The Electric Railway and Tramway Carriage Works changed their name to the United Electric Car Company in 1908, and a batch of seven vehicles were purchased from them in 1913, six fitted with 7 ft 6 in Peckham P22 trucks, and the final one, No.32, running on a
13 ft 6 in Warner Patent radial truck. This design of truck did not perform well, and it was replaced by an 8 ft 6 in Peckham P35 truck in 1925. Another batch of four similar cars with 8 ft 6 in Peckham P22 trucks were delivered in 1915–16, although the records are somewhat ambiguous about the year in which they actually arrived. All of these vehicles had top covers but open balconies at the outside ends.

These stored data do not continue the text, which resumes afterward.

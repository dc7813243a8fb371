//! Read surface over the directory data the pipeline depends on
//!
//! Aircraft identity, per-metric thresholds, and active geofences are owned by
//! an external administration service; this worker only reads them.

use anyhow::Result;
use async_trait::async_trait;

use crate::aircraft::Aircraft;
use crate::aircraft_repo::AircraftRepository;
use crate::db::PgPool;
use crate::geofence::Geofence;
use crate::geofence_repo::GeofenceRepository;
use crate::threshold::{MetricName, Threshold};
use crate::threshold_repo::ThresholdRepository;

#[async_trait]
pub trait DirectoryStore: Send + Sync + 'static {
    /// Look up an aircraft by transmitter MAC address.
    async fn aircraft_by_mac(&self, mac_address: &str) -> Result<Option<Aircraft>>;

    /// Resolve the threshold for a metric: aircraft-specific row first, global
    /// default second, `None` when neither exists.
    async fn threshold_for(
        &self,
        aircraft_id: i64,
        metric: MetricName,
    ) -> Result<Option<Threshold>>;

    /// All currently active geofences.
    async fn active_geofences(&self) -> Result<Vec<Geofence>>;
}

/// Postgres-backed directory used in production.
#[derive(Clone)]
pub struct PgDirectory {
    aircraft: AircraftRepository,
    thresholds: ThresholdRepository,
    geofences: GeofenceRepository,
}

impl PgDirectory {
    pub fn new(pool: PgPool) -> Self {
        Self {
            aircraft: AircraftRepository::new(pool.clone()),
            thresholds: ThresholdRepository::new(pool.clone()),
            geofences: GeofenceRepository::new(pool),
        }
    }
}

#[async_trait]
impl DirectoryStore for PgDirectory {
    async fn aircraft_by_mac(&self, mac_address: &str) -> Result<Option<Aircraft>> {
        self.aircraft.get_by_mac_address(mac_address).await
    }

    async fn threshold_for(
        &self,
        aircraft_id: i64,
        metric: MetricName,
    ) -> Result<Option<Threshold>> {
        self.thresholds
            .get_for_aircraft_and_metric(aircraft_id, metric)
            .await
    }

    async fn active_geofences(&self) -> Result<Vec<Geofence>> {
        self.geofences.get_all_active().await
    }
}
use std::sync::Arc;

use anyhow::{Context, Result};
use clap::{Parser, Subcommand};
use tokio_util::sync::CancellationToken;
use tracing::{error, info, warn};

use heisenberg::config::Settings;
use heisenberg::db;
use heisenberg::directory::PgDirectory;
use heisenberg::feed_publisher::{FeedPublisher, NatsFeedSink};
use heisenberg::stream_consumer::{ConsumeError, StreamConsumer};
use heisenberg::stream_source::JetStreamSource;
use heisenberg::telemetry_processor::TelemetryProcessor;
use heisenberg::telemetry_repo::TelemetryRepository;
use heisenberg::web;

#[derive(Parser)]
#[command(name = "heisenberg")]
#[command(about = "Telemetry processing worker for the aircraft tracking pipeline")]
#[command(version)]
struct Cli {
    #[command(subcommand)]
    command: Commands,
}

#[derive(Subcommand)]
enum Commands {
    /// Run the telemetry worker
    Run {
        /// Deployment environment whose config file is loaded (defaults to
        /// SERVER_ENV, then "prod")
        #[arg(long)]
        environment: Option<String>,
    },
}

#[tokio::main]
async fn main() -> Result<()> {
    // Load environment variables from .env file
    dotenvy::dotenv().ok();

    let cli = Cli::parse();

    match cli.command {
        Commands::Run { environment } => {
            let environment = environment
                .or_else(|| std::env::var("SERVER_ENV").ok())
                .unwrap_or_else(|| "prod".to_string());

            let settings =
                Settings::load(&environment).context("Failed to load configuration")?;

            init_tracing(&settings.log_level);
            handle_run(settings).await
        }
    }
}

fn init_tracing(log_level: &str) {
    use tracing_subscriber::EnvFilter;

    // RUST_LOG wins over the configured level
    let filter =
        EnvFilter::try_from_default_env().unwrap_or_else(|_| EnvFilter::new(log_level.to_string()));

    tracing_subscriber::fmt().with_env_filter(filter).init();
}

async fn connect_nats(settings: &Settings) -> Result<async_nats::Client> {
    let mut options = async_nats::ConnectOptions::new().name(&settings.app_name);
    if let Some(token) = &settings.nats_token {
        options = options.token(token.clone());
    }

    let client = options
        .connect(settings.nats_url.as_str())
        .await
        .with_context(|| format!("Failed to connect to NATS at {}", settings.nats_url))?;

    info!("NATS connection established ({})", settings.nats_url);
    Ok(client)
}

async fn handle_run(settings: Settings) -> Result<()> {
    info!(
        "Starting telemetry worker (environment: {})",
        settings.environment
    );

    // Broker: fatal when unreachable at startup
    let nats_client = connect_nats(&settings).await?;
    let jetstream = async_nats::jetstream::new(nats_client.clone());

    // Database: fatal when unreachable or when migrations fail
    let pool = db::build_pool(&settings.database_url).context("Failed to connect to PostgreSQL")?;
    if settings.auto_migrate {
        db::run_migrations(&pool).context("Failed to run migrations")?;
    }

    let directory = Arc::new(PgDirectory::new(pool.clone()));
    let telemetry_repo = TelemetryRepository::new(pool);
    let feeds = FeedPublisher::new(
        NatsFeedSink::new(nats_client),
        settings.global_feed_subject.clone(),
        settings.alert_feed_subject.clone(),
    );
    let processor = Arc::new(TelemetryProcessor::new(directory, telemetry_repo, feeds));

    let source = JetStreamSource::new(
        jetstream,
        settings.stream_name.clone(),
        settings.consumer_group.clone(),
        settings.consumer_name(),
    );
    let consumer = Arc::new(StreamConsumer::new(source));

    // Health surface
    let health_port = settings.port;
    tokio::spawn(async move {
        if let Err(e) = web::serve_health(health_port).await {
            error!("Health check server failed: {}", e);
        }
    });

    let cancel = CancellationToken::new();

    let worker_cancel = cancel.clone();
    let worker_consumer = Arc::clone(&consumer);
    let worker_processor = Arc::clone(&processor);
    let mut worker = tokio::spawn(async move {
        worker_consumer
            .consume(worker_cancel, move |entry| {
                let processor = Arc::clone(&worker_processor);
                async move {
                    processor
                        .process_entry(entry)
                        .await
                        .map_err(anyhow::Error::from)
                }
            })
            .await
    });

    info!("Telemetry worker started");

    tokio::select! {
        _ = shutdown_signal() => {}
        result = &mut worker => {
            // The consume loop only returns on its own when startup or the
            // broker went unrecoverably wrong
            match result {
                Ok(Err(e)) => return Err(anyhow::Error::from(e).context("Worker exited unexpectedly")),
                Ok(Ok(())) => anyhow::bail!("Worker exited unexpectedly without error"),
                Err(e) => return Err(anyhow::anyhow!("Worker task panicked: {e}")),
            }
        }
    }

    warn!("Shutdown signal received, draining in-flight entries...");
    cancel.cancel();

    match worker.await {
        Ok(Err(ConsumeError::Cancelled)) => info!("Worker drained and stopped"),
        Ok(Err(e)) => return Err(anyhow::Error::from(e).context("Worker failed during shutdown")),
        Ok(Ok(())) => info!("Worker stopped"),
        Err(e) => return Err(anyhow::anyhow!("Worker task panicked: {e}")),
    }

    info!("Service stopped gracefully");
    Ok(())
}

async fn shutdown_signal() {
    let ctrl_c = async {
        if let Err(e) = tokio::signal::ctrl_c().await {
            error!("Unable to listen for Ctrl+C: {}", e);
            std::future::pending::<()>().await;
        }
    };

    let terminate = async {
        match tokio::signal::unix::signal(tokio::signal::unix::SignalKind::terminate()) {
            Ok(mut sigterm) => {
                sigterm.recv().await;
            }
            Err(e) => {
                error!("Unable to listen for SIGTERM: {}", e);
                std::future::pending::<()>().await;
            }
        }
    };

    tokio::select! {
        _ = ctrl_c => {},
        _ = terminate => {},
    }
}
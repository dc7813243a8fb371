use std::fmt;

use chrono::{DateTime, Utc};
use diesel::prelude::*;
use serde::de::Error as _;
use serde::{Deserialize, Deserializer, Serialize, Serializer};

/// Raw telemetry sample as emitted by the ingestion service.
///
/// Field names follow the upstream wire format. The altitude unit is whatever
/// the transmitter reported; this service treats it as opaque.
#[derive(Debug, Clone, PartialEq, Serialize, Deserialize)]
pub struct TelemetryInput {
    /// Sample time in Unix seconds. Zero means the ingester had no clock
    /// reading; the pipeline substitutes the processing time.
    pub timestamp: u64,
    #[serde(rename = "planeId")]
    pub plane_id: String,
    #[serde(rename = "lat")]
    pub latitude: f64,
    #[serde(rename = "lon")]
    pub longitude: f64,
    #[serde(rename = "alt_baro")]
    pub altitude: f64,
    #[serde(rename = "gs")]
    pub ground_speed: f64,
    pub heading: f64,
    pub climb_rate: f64,
}

/// Which checks a telemetry sample violated.
///
/// Core logic carries the tagged variant; the string form exists only at the
/// persistence and publish boundaries.
#[derive(Debug, Copy, Clone, PartialEq, Eq, Default)]
pub enum AnomalyKind {
    #[default]
    None,
    Threshold,
    Geofence,
    Both,
}

impl AnomalyKind {
    pub fn as_str(&self) -> &'static str {
        match self {
            AnomalyKind::None => "",
            AnomalyKind::Threshold => "threshold",
            AnomalyKind::Geofence => "geofence",
            AnomalyKind::Both => "both",
        }
    }

    pub fn is_anomalous(&self) -> bool {
        !matches!(self, AnomalyKind::None)
    }
}

impl fmt::Display for AnomalyKind {
    fn fmt(&self, f: &mut fmt::Formatter<'_>) -> fmt::Result {
        write!(f, "{}", self.as_str())
    }
}

impl Serialize for AnomalyKind {
    fn serialize<S: Serializer>(&self, serializer: S) -> Result<S::Ok, S::Error> {
        serializer.serialize_str(self.as_str())
    }
}

impl<'de> Deserialize<'de> for AnomalyKind {
    fn deserialize<D: Deserializer<'de>>(deserializer: D) -> Result<Self, D::Error> {
        let s = String::deserialize(deserializer)?;
        match s.as_str() {
            "" => Ok(AnomalyKind::None),
            "threshold" => Ok(AnomalyKind::Threshold),
            "geofence" => Ok(AnomalyKind::Geofence),
            "both" => Ok(AnomalyKind::Both),
            other => Err(D::Error::custom(format!("unknown anomaly type: {other}"))),
        }
    }
}

/// Result of running a telemetry sample through anomaly detection.
#[derive(Debug, Clone, PartialEq, Serialize, Deserialize)]
pub struct Anomaly {
    pub has_anomaly: bool,
    #[serde(rename = "anomaly_type")]
    pub kind: AnomalyKind,
    pub details: String,
}

impl Anomaly {
    /// The "nothing detected" result: no flag, no kind, no details.
    pub fn none() -> Self {
        Self {
            has_anomaly: false,
            kind: AnomalyKind::None,
            details: String::new(),
        }
    }
}

/// Processed telemetry row persisted to the time-series store and published
/// on the global feed. Rows are keyed by `(time, aircraft_id)`.
#[derive(Debug, Clone, Serialize, Deserialize, Queryable, Selectable, Insertable)]
#[diesel(table_name = crate::schema::telemetry_data)]
#[diesel(check_for_backend(diesel::pg::Pg))]
pub struct TelemetryRecord {
    pub time: DateTime<Utc>,
    pub aircraft_id: i64,
    pub latitude: f64,
    pub longitude: f64,
    pub altitude: f64,
    pub ground_speed: f64,
    pub heading: f64,
    pub climb_rate: f64,
    #[serde(skip_serializing_if = "Option::is_none")]
    pub temperature: Option<f64>,
    pub has_anomaly: bool,
    pub anomaly_type: String,
    pub created_at: DateTime<Utc>,
}
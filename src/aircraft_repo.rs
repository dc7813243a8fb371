use anyhow::Result;
use diesel::prelude::*;

use crate::aircraft::Aircraft;
use crate::db::{PgPool, PgPooledConnection};
use crate::schema::aircraft;

#[derive(Clone)]
pub struct AircraftRepository {
    pool: PgPool,
}

impl AircraftRepository {
    pub fn new(pool: PgPool) -> Self {
        Self { pool }
    }

    fn get_connection(&self) -> Result<PgPooledConnection> {
        self.pool
            .get()
            .map_err(|e| anyhow::anyhow!("Failed to get database connection: {}", e))
    }

    /// Look up an aircraft by the MAC address of its transmitter.
    pub async fn get_by_mac_address(&self, mac_address: &str) -> Result<Option<Aircraft>> {
        let mut conn = self.get_connection()?;

        let result = aircraft::table
            .filter(aircraft::mac_address.eq(mac_address))
            .select(Aircraft::as_select())
            .first(&mut conn)
            .optional()?;

        Ok(result)
    }

    /// Look up an aircraft by its surrogate id.
    pub async fn get_by_id(&self, id: i64) -> Result<Option<Aircraft>> {
        let mut conn = self.get_connection()?;

        let result = aircraft::table
            .find(id)
            .select(Aircraft::as_select())
            .first(&mut conn)
            .optional()?;

        Ok(result)
    }
}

The next car was obtained second-hand from Erith Urban District Council Tramways in 1917. It was a single-deck vehicle, and was designed to be one-man operated. It was intended for use on the unprofitable Avenue Road route, as a way of cutting costs, but local crews insisted that a 2-man crew was needed, and so it was little used. Some sources suggest it was withdrawn in 1918, but new advertisements were fitted in 1921, and it was relicensed in 1922, so this date is unlikely. It was scrapped in October 1925.

The final batch of ten cars were ordered from English Electric for an extension to Rossington, and the order could not be cancelled when the extension plan was abandoned. They ran on 8 ft 6 in Peckham P22 trucks. Besides the passenger vehicles, two works vehicles were also owned by the Corporation. The first was a water car and sweeper, bought in 1902, and equipped with two large water tanks to wet and sweep the dusty roads of the time. The brushes were powered by an additional electric motor. In winter it was used to sweep snow from the tracks, and was fitted with Jarrards rail scrapers, which removed debris from the grooves in the rails. There was also a former horse tram, which was built in 1903 and bought from York around 1912 for use as a trailer for sand and salt.

| Car numbers | Type | In service | Withdrawn | Seating Upper/lower deck | Builder |
| 1–15 | double deck open top | 1902 | 1927, 1930 | 34/22 | Electric Railway and Tramway Carriage Works |
| 16–25 | double deck open top | 1903 | 1927–1930 | 34/22 | Electric Railway and Tramway Carriage Works |
| 26–31 | double deck balcony | 1913 | 1931–1932 | 36/22 | United Electric Car Company, Preston |
| 32 | double deck balcony | 1913 | 1931–1932 | 42/32 | United Electric Car Co |
| 33–36 | double deck balcony | 1915/1916 | 1932–1935 | 40/26 | United Electric Car Co |
| 37 | single deck demi car | 1917 | 1922 | 20 | Milnes Voss |
| 38–47 | double deck vestibuled | 1920 | 1933–1935 | 40/26 | English Electric |
| none | water car and sweeper | 1902 | 1925 |  | Electric Railway and Tramway Carriage Works |
| none | sand and salt trailer | 1912? | 1935 |  | unknown |

==Future==
In January 2013 it was announced that a proposed trial of Tram-train's linking Rotherham's Parkgate with Sheffield could lead to a similar scheme being rolled out in Doncaster. The extension of the Sheffield Supertram network to Rotherham using tram-trains was officially a Department of Transport experiment to prove the concept. The scheme was subject to delays and cost overruns, with the opening date pushed back from December 2015 to December 2018, and the cost rising from £15 million to £75 million. Despite the fact that the new vehicles could operate from an overhead supply at either 750V DC or 25kV AC, the decision was taken to electrify the National Rail section at 750V DC. There were significant interference issues, which led in part to the cost overrun. In 2019 a Sheffield City Region document outlined plans for an integrated rail network, including the extension of the Rotherham tram-train link to Doncaster and onwards to the Lakeside shopping complex, the Doncaster Sheffield Airport and Bawtry. The timeline that formed part of the report suggested that the section to Doncaster could be completed by 2028.